Yes We Scan Again! The Archives chats with voters on a “We the People” teleconference

On January 10th, I blogged about the “Yes We Scan” petitions proposed by Carl Malamud’s on the White House’s We The People petition platform. “Yes We Scan” calls for a national strategy, and even a Federal Scanning Commission, to figure out what it would take to digitize the holdings of many federal entities, from the Library of Congress to the Government Printing Office to the Smithsonian Institution.

I have been delighted to see the many ideas discussed in response to that blogpost. I encourage you to keep them coming!

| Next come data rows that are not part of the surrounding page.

use std::{path::PathBuf, sync::Arc};

use anyhow::{bail, Context};
use clap::Parser;
use log::{error, info};
use mapreduce_reduce::{apps::App, utils, LocalJob, ReduceTask};

#[derive(Parser, Debug)]
#[command(about = "Runs the reduce phase of a MapReduce job over intermediate files.")]
struct Args {
    #[arg(short, long, help = "Name of the MapReduce job.")]
    job: String,
    #[arg(short = 'm', long, help = "Number of map tasks that wrote intermediates.")]
    n_map: u32,
    #[arg(
        short,
        long,
        help = "Reduce task to run. Every task in [0, n-reduce) runs when omitted."
    )]
    reduce: Option<u32>,
    #[arg(
        short = 'n',
        long,
        default_value_t = 1,
        help = "Number of reduce tasks. Only used without --reduce."
    )]
    n_reduce: u32,
    #[arg(
        short,
        long,
        default_value = ".",
        help = "Directory holding the intermediate files."
    )]
    work_dir: PathBuf,
    #[arg(
        short,
        long,
        help = "Output file with --reduce, output directory without it. Defaults to the work dir."
    )]
    out: Option<PathBuf>,
    #[arg(short, long, value_enum, default_value_t = App::Count)]
    app: App,
}

#[tokio::main]
async fn main() -> anyhow::Result<()> {
    env_logger::init();
    let args = Args::parse();
    let reducef = args.app.reduce_fn();

    if let Some(reduce_task) = args.reduce {
        let out_file = args
            .out
            .unwrap_or_else(|| args.work_dir.join(utils::merge_name(&args.job, reduce_task)));
        let task = ReduceTask::new(args.job.as_str(), reduce_task, args.n_map, out_file)
            .work_dir(&args.work_dir);

        let summary = task
            .spawn(Arc::new(reducef))
            .await
            .with_context(|| format!("reduce task {reduce_task} did not complete"))?
            .map_err(|e| {
                error!("reduce task {reduce_task} failed in {} stage: {e}", e.stage());
                e
            })?;
        info!("wrote {} keys to {}.", summary.keys, summary.out_file.display());
        return Ok(());
    }

    let out_dir = args.out.unwrap_or_else(|| args.work_dir.clone());
    let job = LocalJob::new(args.job.as_str(), args.n_map, args.n_reduce)
        .work_dir(&args.work_dir)
        .out_dir(out_dir);

    let results = job.reduce_all(reducef).await;
    let mut failed = 0;
    for (reduce_task, result) in results.iter().enumerate() {
        match result {
            Ok(summary) => info!(
                "reduce task {reduce_task}: {} keys -> {}.",
                summary.keys,
                summary.out_file.display()
            ),
            Err(e) => {
                failed += 1;
                match e.stage() {
                    Some(stage) => error!("reduce task {reduce_task} failed in {stage} stage: {e}"),
                    None => error!("reduce task {reduce_task} failed: {e}"),
                }
            }
        }
    }

    if failed > 0 {
        bail!("{failed} of {} reduce tasks failed", results.len());
    }
    Ok(())
}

Following that initial post, I worked with the White House Director of New Media, Macon Phillips, and the Director of Online Engagement, Katelyn Sabochik, to set up a conference call, inviting those who voted for the Yes We Scan petition (about 2,500 signers total) to further discuss this important issue and hear your ideas on how to move forward.

Sitting on the call with me were Mike Wash, NARA’s CIO; Pamela Wright, our Chief Digital Access Strategist; and Jill James, our Social Media Manager.

Eighty-five people from all over the country dialed in for the call. Eighteen participants asked questions. I want to thank you for taking the time to call in and to let us know your thoughts.

The topics included questions on everything from the magnitude of the task as hand (fyi NARA alone has over 10 billion pages in our holdings – and that’s just the paper) to ideas for getting more involvement in crowdsourcing, and the possibilities of using automated technologies like robots.

My opening comments for the teleconference are available here. I intend to post a full question and answer list soon, but in the meantime, please keep up the conversation here. We are listening!


4 thoughts on “Yes We Scan Again! The Archives chats with voters on a “We the People” teleconference

  1. In August 2010, Google announced it intends to scan all known existing 129,864,880 books by the end of the decade, accounting to over 4 billion digital pages and 2 trillion words in total. That’s a lot of scanning and we have more than double to conquer. Where will we store 10 billion pages plus a whole lot more audio and video ponders this disk storage engineer…

  2. Thanks for the opportunity to join the call! I’d like to hear more about NARA’s role in the Digital Public Library of America. I had hoped to ask during the call but ran out of time.

  3. New Zealand’s ā-tihi o Aotearoa, Digital New Zealand, has been running since about 2007.

    I was relieved when people in the teleconference were excited about open source and crowdsourcing. I was also glad to here that the nature of the content wasn’t strictly confined to paper documents.

    IMLS have awarded grants to help on the American Memory Project; it only seems logical to extend those efforts.

  4. I am pleased to see so many people taking an interest in the preservation of our history, which these documents represent whether they are scientific research or photos of World War II. There are a lot of procedures already developed in the private sector for beginning this project. I worked on one many years ago. We started with photocopies of original documents, then entered tags, identifiers, and metadata in a database which was used to cross-reference to the original documents. Since we were starting with photocopies, why couldn’t we start with half of that process: the scanning? Photocopiers have two functions: they scan the document, then they print it. The cost of paper and ink significantly increases the cost of the processing. As a result, we were often given somewhat inferior products (paper with toner that came off on our hands and keyboards).

    As for what needs to be scanned, the short answer is: everything. However, from a practical standpoint, we need to prioritize. In my opinion we should use a two-pronged approach: one group should concentrate on those documents and photos that are most in danger of deterioration. The other should start with the items that are currently most requested by the public, then work down to the least requested.

    A note on why some commenters on your other blog stated that the public wouldn’t be interested in most of it: I don’t agree. Right now, I would have to go to the NARA location in Philadelphia, at the cost of parking or regional rail, then sit in a room and read through hundreds of microfilmed documents, then pay to print them. I’ve used microfilm readers before; they are a pain in the neck and eyes. And there is no easy way for potential users to know what is out there. Digitizing the material would make an Internet search possible, opening up whole worlds of information to the public. Maybe then, certain folks wouldn’t be able to re-write history in their own way.

    As to the economics of it, yes there would be costs. Here is an idea. Instead of extending unemployment benefits for the jobless, use those funds to hire unemployed and underemployed persons to do the scanning and metadata tagging. In addition, many retired individuals, such as I am, would love to spend a day a week (or two) reviewing, categorizing, and scanning these documents. The National Park Service at Andersonville had started just such a project to list all the soldiers, both Blue and Gray, who were interred at Andersonville during the Civil War, and I would have volunteered if I weren’t transferring out of Georgia.

Comments are closed.